## Exercise goal
Return exactly the listing's lines, from its first line to the line holding "pub fn from_pg_code(code: &str)", ends included.

## Data shown
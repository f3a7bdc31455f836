//! Schema operations

use crate::ddl::EntityId;
use serde::Serialize;

#[derive(Debug, Clone, PartialEq, Serialize)]
#[serde(rename_all = "snake_case")]
pub enum SchemaOperation {
    Create { name: String },
    Drop { name: String },
    Rename { from: String, to: String },
}

impl SchemaOperation {
    pub fn verb(&self) -> &'static str {
        match self {
            SchemaOperation::Create { .. } => "create",
            SchemaOperation::Drop { .. } => "drop",
            SchemaOperation::Rename { .. } => "rename",
        }
    }

    pub fn id(&self) -> EntityId {
        match self {
            SchemaOperation::Create { name } | SchemaOperation::Drop { name } => {
                EntityId::Schema { name: name.clone() }
            }
            SchemaOperation::Rename { to, .. } => EntityId::Schema { name: to.clone() },
        }
    }
}
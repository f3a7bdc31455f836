use crate::ddl::id::EntityId;
use serde::{Deserialize, Serialize};

#[derive(Debug, Clone, Copy, Default, PartialEq, Eq, Serialize, Deserialize)]
#[serde(rename_all = "snake_case")]
pub enum PolicyAs {
    #[default]
    Permissive,
    Restrictive,
}

impl PolicyAs {
    pub fn as_sql(&self) -> &'static str {
        match self {
            PolicyAs::Permissive => "PERMISSIVE",
            PolicyAs::Restrictive => "RESTRICTIVE",
        }
    }
}

#[derive(Debug, Clone, Copy, Default, PartialEq, Eq, Serialize, Deserialize)]
#[serde(rename_all = "snake_case")]
pub enum PolicyFor {
    #[default]
    All,
    Select,
    Insert,
    Update,
    Delete,
}

impl PolicyFor {
    pub fn as_sql(&self) -> &'static str {
        match self {
            PolicyFor::All => "ALL",
            PolicyFor::Select => "SELECT",
            PolicyFor::Insert => "INSERT",
            PolicyFor::Update => "UPDATE",
            PolicyFor::Delete => "DELETE",
        }
    }

    /// Parses `pg_policy.polcmd`.
    pub fn from_pg_code(code: &str) -> Self {
        match code {
            "r" => PolicyFor::Select,
            "a" => PolicyFor::Insert,
            "w" => PolicyFor::Update,
            "d" => PolicyFor::Delete,
            _ => PolicyFor::All,
        }
    }
}

fn default_roles() -> Vec<String> {
    vec!["public".to_string()]
}

/// A row-level security policy on a table.
#[derive(Debug, Clone, PartialEq, Eq, Serialize, Deserialize)]
pub struct Policy {
    pub schema: String,
    pub table: String,
    pub name: String,
    #[serde(default, rename = "as")]
    pub as_clause: PolicyAs,
    #[serde(default, rename = "for")]
    pub for_clause: PolicyFor,
    #[serde(default = "default_roles")]
    pub to: Vec<String>,
    #[serde(default, skip_serializing_if = "Option::is_none")]
    pub using: Option<String>,
    #[serde(default, skip_serializing_if = "Option::is_none")]
    pub with_check: Option<String>,
}

impl Policy {
    pub fn new(
        schema: impl Into<String>,
        table: impl Into<String>,
        name: impl Into<String>,
    ) -> Self {
        Self {
            schema: schema.into(),
            table: table.into(),
            name: name.into(),
            as_clause: PolicyAs::Permissive,
            for_clause: PolicyFor::All,
            to: default_roles(),
            using: None,
            with_check: None,
        }
    }

    pub fn id(&self) -> EntityId {
        EntityId::Policy {
            schema: self.schema.clone(),
            table: self.table.clone(),
            name: self.name.clone(),
        }
    }

    pub fn belongs_to(&self, schema: &str, table: &str) -> bool {
        self.schema == schema && self.table == table
    }

    /// Role list with order and duplicates ignored.
    pub fn roles_sorted(&self) -> Vec<&str> {
        let mut roles: Vec<&str> = self.to.iter().map(String::as_str).collect();
        roles.sort_unstable();
        roles.dedup();
        roles
    }
}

## Written solution
repository f3a7bdc31455f836
//! Schema operations

use crate::ddl::EntityId;
use serde::Serialize;

#[derive(Debug, Clone, PartialEq, Serialize)]
#[serde(rename_all = "snake_case")]
pub enum SchemaOperation {
    Create { name: String },
    Drop { name: String },
    Rename { from: String, to: String },
}

impl SchemaOperation {
    pub fn verb(&self) -> &'static str {
        match self {
            SchemaOperation::Create { .. } => "create",
            SchemaOperation::Drop { .. } => "drop",
            SchemaOperation::Rename { .. } => "rename",
        }
    }

    pub fn id(&self) -> EntityId {
        match self {
            SchemaOperation::Create { name } | SchemaOperation::Drop { name } => {
                EntityId::Schema { name: name.clone() }
            }
            SchemaOperation::Rename { to, .. } => EntityId::Schema { name: to.clone() },
        }
    }
}
repository f3a7bdc31455f836
use crate::ddl::id::EntityId;
use serde::{Deserialize, Serialize};

#[derive(Debug, Clone, Copy, Default, PartialEq, Eq, Serialize, Deserialize)]
#[serde(rename_all = "snake_case")]
pub enum PolicyAs {
    #[default]
    Permissive,
    Restrictive,
}

impl PolicyAs {
    pub fn as_sql(&self) -> &'static str {
        match self {
            PolicyAs::Permissive => "PERMISSIVE",
            PolicyAs::Restrictive => "RESTRICTIVE",
        }
    }
}

#[derive(Debug, Clone, Copy, Default, PartialEq, Eq, Serialize, Deserialize)]
#[serde(rename_all = "snake_case")]
pub enum PolicyFor {
    #[default]
    All,
    Select,
    Insert,
    Update,
    Delete,
}

impl PolicyFor {
    pub fn as_sql(&self) -> &'static str {
        match self {
            PolicyFor::All => "ALL",
            PolicyFor::Select => "SELECT",
            PolicyFor::Insert => "INSERT",
            PolicyFor::Update => "UPDATE",
            PolicyFor::Delete => "DELETE",
        }
    }

    /// Parses `pg_policy.polcmd`.
    pub fn from_pg_code(code: &str) -> Self {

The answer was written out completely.